[Dataset entries]
/---

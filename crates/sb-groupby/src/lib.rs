#![forbid(unsafe_code)]

use std::{collections::HashMap, fmt};

use sb_model::{Customer, DateEntry, MiscEntry, Product, Sale};
use serde::{Deserialize, Serialize};

/// Grouping key for one summary record.
///
/// Dates group on the `(year, month)` pair itself rather than on the joined
/// label, so the key never has to be split back apart.
#[derive(Debug, Clone, PartialEq, Eq, Hash, PartialOrd, Ord, Serialize, Deserialize)]
#[serde(rename_all = "snake_case")]
pub enum GroupKey {
    Text(String),
    YearMonth { year: i64, month: String },
}

impl GroupKey {
    #[must_use]
    pub fn text(value: impl Into<String>) -> Self {
        Self::Text(value.into())
    }

    #[must_use]
    pub fn year_month(year: i64, month: impl Into<String>) -> Self {
        Self::YearMonth {
            year,
            month: month.into(),
        }
    }

    /// Display label; `YearMonth` renders as `"{year}-{month}"`.
    #[must_use]
    pub fn label(&self) -> String {
        self.to_string()
    }
}

impl fmt::Display for GroupKey {
    fn fmt(&self, f: &mut fmt::Formatter<'_>) -> fmt::Result {
        match self {
            Self::Text(value) => f.write_str(value),
            Self::YearMonth { year, month } => write!(f, "{year}-{month}"),
        }
    }
}

#[derive(Debug, Clone, PartialEq, Serialize, Deserialize)]
pub struct SummaryRecord {
    pub key: GroupKey,
    pub metric: f64,
}

impl SummaryRecord {
    #[must_use]
    pub fn new(key: GroupKey, metric: f64) -> Self {
        Self { key, metric }
    }
}

#[derive(Debug, Clone, Copy, PartialEq, Eq, Serialize, Deserialize)]
#[serde(rename_all = "snake_case")]
pub enum AggFunc {
    /// Each row contributes `1`.
    Count,
    /// Each row contributes its measure.
    Sum,
}

/// Which misc column to group on.
#[derive(Debug, Clone, Copy, PartialEq, Eq, Default, Serialize, Deserialize)]
#[serde(rename_all = "snake_case")]
pub enum MiscColumn {
    #[default]
    Column1,
    Column2,
}

/// Single-pass group-by.
///
/// Emits one record per distinct key in first-seen order. The metric of a
/// key is the sum of `value_of` over its rows, so the metrics of the output
/// always add up to the sum of `value_of` over the input.
pub fn aggregate<R, K, V>(rows: &[R], key_of: K, value_of: V) -> Vec<SummaryRecord>
where
    K: Fn(&R) -> GroupKey,
    V: Fn(&R) -> f64,
{
    // Store the output position per key so each distinct key is cloned once.
    let mut positions = HashMap::<GroupKey, usize>::new();
    let mut out = Vec::<SummaryRecord>::new();

    for row in rows {
        let key = key_of(row);
        let value = value_of(row);
        if let Some(&pos) = positions.get(&key) {
            out[pos].metric += value;
        } else {
            positions.insert(key.clone(), out.len());
            out.push(SummaryRecord::new(key, value));
        }
    }

    out
}

/// [`aggregate`] with the per-row contribution chosen by `func`.
pub fn aggregate_by<R, K, M>(
    rows: &[R],
    key_of: K,
    measure_of: M,
    func: AggFunc,
) -> Vec<SummaryRecord>
where
    K: Fn(&R) -> GroupKey,
    M: Fn(&R) -> f64,
{
    match func {
        AggFunc::Count => aggregate(rows, key_of, |_| 1.0),
        AggFunc::Sum => aggregate(rows, key_of, measure_of),
    }
}

fn count_by<R, K>(rows: &[R], key_of: K) -> Vec<SummaryRecord>
where
    K: Fn(&R) -> GroupKey,
{
    aggregate_by(rows, key_of, |_| 0.0, AggFunc::Count)
}

#[must_use]
pub fn sales_by_city(sales: &[Sale]) -> Vec<SummaryRecord> {
    aggregate_by(
        sales,
        |sale| GroupKey::text(sale.city.as_str()),
        |sale| sale.sales,
        AggFunc::Sum,
    )
}

#[must_use]
pub fn products_by_category(products: &[Product]) -> Vec<SummaryRecord> {
    count_by(products, |product| GroupKey::text(product.category.as_str()))
}

#[must_use]
pub fn customers_by_segment(customers: &[Customer]) -> Vec<SummaryRecord> {
    count_by(customers, |customer| {
        GroupKey::text(customer.segment.as_str())
    })
}

#[must_use]
pub fn dates_by_year_month(dates: &[DateEntry]) -> Vec<SummaryRecord> {
    count_by(dates, |date| {
        GroupKey::year_month(date.year, date.month_name.as_str())
    })
}

#[must_use]
pub fn misc_by_column(misc: &[MiscEntry], column: MiscColumn) -> Vec<SummaryRecord> {
    match column {
        MiscColumn::Column1 => count_by(misc, |entry| GroupKey::text(entry.column1.as_str())),
        MiscColumn::Column2 => count_by(misc, |entry| GroupKey::text(entry.column2.as_str())),
    }
}

/// Sum of all metrics, i.e. the raw-row total the summaries were built from.
#[must_use]
pub fn grand_total(summaries: &[SummaryRecord]) -> f64 {
    summaries.iter().map(|record| record.metric).sum()
}

#[cfg(test)]
mod tests {
    use sb_model::{Customer, DateEntry, MiscEntry, Product, Sale};

    use super::{
        AggFunc, GroupKey, MiscColumn, SummaryRecord, aggregate, aggregate_by,
        customers_by_segment, dates_by_year_month, grand_total, misc_by_column,
        products_by_category, sales_by_city,
    };

    fn sale(city: &str, sales: f64) -> Sale {
        Sale {
            city: city.to_owned(),
            sales,
        }
    }

    fn product(category: &str) -> Product {
        Product {
            id: None,
            name: None,
            category: category.to_owned(),
        }
    }

    fn date(year: i64, month: &str) -> DateEntry {
        DateEntry {
            year,
            month_name: month.to_owned(),
        }
    }

    fn metric_of(out: &[SummaryRecord], key: &GroupKey) -> Option<f64> {
        out.iter().find(|r| &r.key == key).map(|r| r.metric)
    }

    #[test]
    fn sales_sum_by_city() {
        let sales = vec![sale("A", 10.0), sale("B", 5.0), sale("A", 3.0)];
        let out = sales_by_city(&sales);

        assert_eq!(out.len(), 2);
        assert_eq!(metric_of(&out, &GroupKey::text("A")), Some(13.0));
        assert_eq!(metric_of(&out, &GroupKey::text("B")), Some(5.0));
    }

    #[test]
    fn aggregate_emits_first_seen_key_order() {
        let sales = vec![sale("b", 1.0), sale("a", 2.0), sale("b", 3.0), sale("a", 4.0)];
        let out = sales_by_city(&sales);
        assert_eq!(
            out,
            vec![
                SummaryRecord::new(GroupKey::text("b"), 4.0),
                SummaryRecord::new(GroupKey::text("a"), 6.0),
            ]
        );
    }

    #[test]
    fn products_count_by_category() {
        let products = vec![product("X"), product("X"), product("Y")];
        let out = products_by_category(&products);
        assert_eq!(metric_of(&out, &GroupKey::text("X")), Some(2.0));
        assert_eq!(metric_of(&out, &GroupKey::text("Y")), Some(1.0));
    }

    #[test]
    fn customers_count_by_segment_including_blank() {
        let customers = ["Consumer", "", "Consumer", "Corporate"]
            .into_iter()
            .map(|segment| Customer {
                id: None,
                name: None,
                segment: segment.to_owned(),
            })
            .collect::<Vec<_>>();
        let out = customers_by_segment(&customers);
        assert_eq!(metric_of(&out, &GroupKey::text("Consumer")), Some(2.0));
        assert_eq!(metric_of(&out, &GroupKey::text("")), Some(1.0));
        assert_eq!(grand_total(&out), 4.0);
    }

    #[test]
    fn dates_count_by_year_and_month() {
        let dates = vec![date(2024, "Jan"), date(2024, "Jan"), date(2023, "Feb")];
        let out = dates_by_year_month(&dates);

        let labels = out
            .iter()
            .map(|r| (r.key.label(), r.metric))
            .collect::<Vec<_>>();
        assert_eq!(
            labels,
            vec![("2024-Jan".to_owned(), 2.0), ("2023-Feb".to_owned(), 1.0)]
        );
    }

    #[test]
    fn date_keys_keep_months_containing_the_separator_intact() {
        let dates = vec![date(2024, "Mid-Jan"), date(2024, "Mid"), date(2024, "Mid-Jan")];
        let out = dates_by_year_month(&dates);
        assert_eq!(out.len(), 2);
        assert_eq!(
            metric_of(&out, &GroupKey::year_month(2024, "Mid-Jan")),
            Some(2.0)
        );
        assert_eq!(metric_of(&out, &GroupKey::year_month(2024, "Mid")), Some(1.0));
        assert_eq!(out[0].key.label(), "2024-Mid-Jan");
    }

    #[test]
    fn misc_groups_on_selected_column() {
        let misc = vec![
            MiscEntry {
                column1: "web".to_owned(),
                column2: "promo".to_owned(),
            },
            MiscEntry {
                column1: "web".to_owned(),
                column2: "organic".to_owned(),
            },
        ];
        let by_first = misc_by_column(&misc, MiscColumn::Column1);
        assert_eq!(by_first, vec![SummaryRecord::new(GroupKey::text("web"), 2.0)]);

        let by_second = misc_by_column(&misc, MiscColumn::Column2);
        assert_eq!(by_second.len(), 2);
        assert_eq!(MiscColumn::default(), MiscColumn::Column1);
    }

    #[test]
    fn empty_input_yields_empty_output() {
        assert!(sales_by_city(&[]).is_empty());
        assert!(dates_by_year_month(&[]).is_empty());
        assert_eq!(grand_total(&[]), 0.0);
    }

    #[test]
    fn grand_total_matches_raw_sum() {
        let sales = vec![
            sale("A", 1.5),
            sale("B", 2.25),
            sale("A", -0.75),
            sale("C", 0.0),
            sale("B", 10.0),
        ];
        let raw: f64 = sales.iter().map(|s| s.sales).sum();
        assert!((grand_total(&sales_by_city(&sales)) - raw).abs() < 1e-9);
    }

    #[test]
    fn aggregate_by_count_ignores_measure() {
        let sales = vec![sale("A", 100.0), sale("A", 200.0)];
        let out = aggregate_by(
            &sales,
            |s| GroupKey::text(s.city.as_str()),
            |s| s.sales,
            AggFunc::Count,
        );
        assert_eq!(out, vec![SummaryRecord::new(GroupKey::text("A"), 2.0)]);
    }

    #[test]
    fn aggregate_accepts_arbitrary_key_functions() {
        let values = [1_i64, 2, 3, 4, 5, 6];
        let out = aggregate(
            &values,
            |v| GroupKey::text(if v % 2 == 0 { "even" } else { "odd" }),
            |v| *v as f64,
        );
        assert_eq!(metric_of(&out, &GroupKey::text("odd")), Some(9.0));
        assert_eq!(metric_of(&out, &GroupKey::text("even")), Some(12.0));
    }

    #[test]
    fn group_key_display_forms() {
        assert_eq!(GroupKey::text("Lagos").to_string(), "Lagos");
        assert_eq!(GroupKey::year_month(2023, "Feb").label(), "2023-Feb");
    }
}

\---

# PROBLEM STATEMENT:
The required answer is the run of lines above, starting at the line with "of the output" and ending at the line with "let mut positions", reproduced exactly with both ends.

# RESULT OF THIS TASK:
/// key is the sum of `value_of` over its rows, so the metrics of the output
/// always add up to the sum of `value_of` over the input.
pub fn aggregate<R, K, V>(rows: &[R], key_of: K, value_of: V) -> Vec<SummaryRecord>
where
    K: Fn(&R) -> GroupKey,
    V: Fn(&R) -> f64,
{
    // Store the output position per key so each distinct key is cloned once.
    let mut positions = HashMap::<GroupKey, usize>::new();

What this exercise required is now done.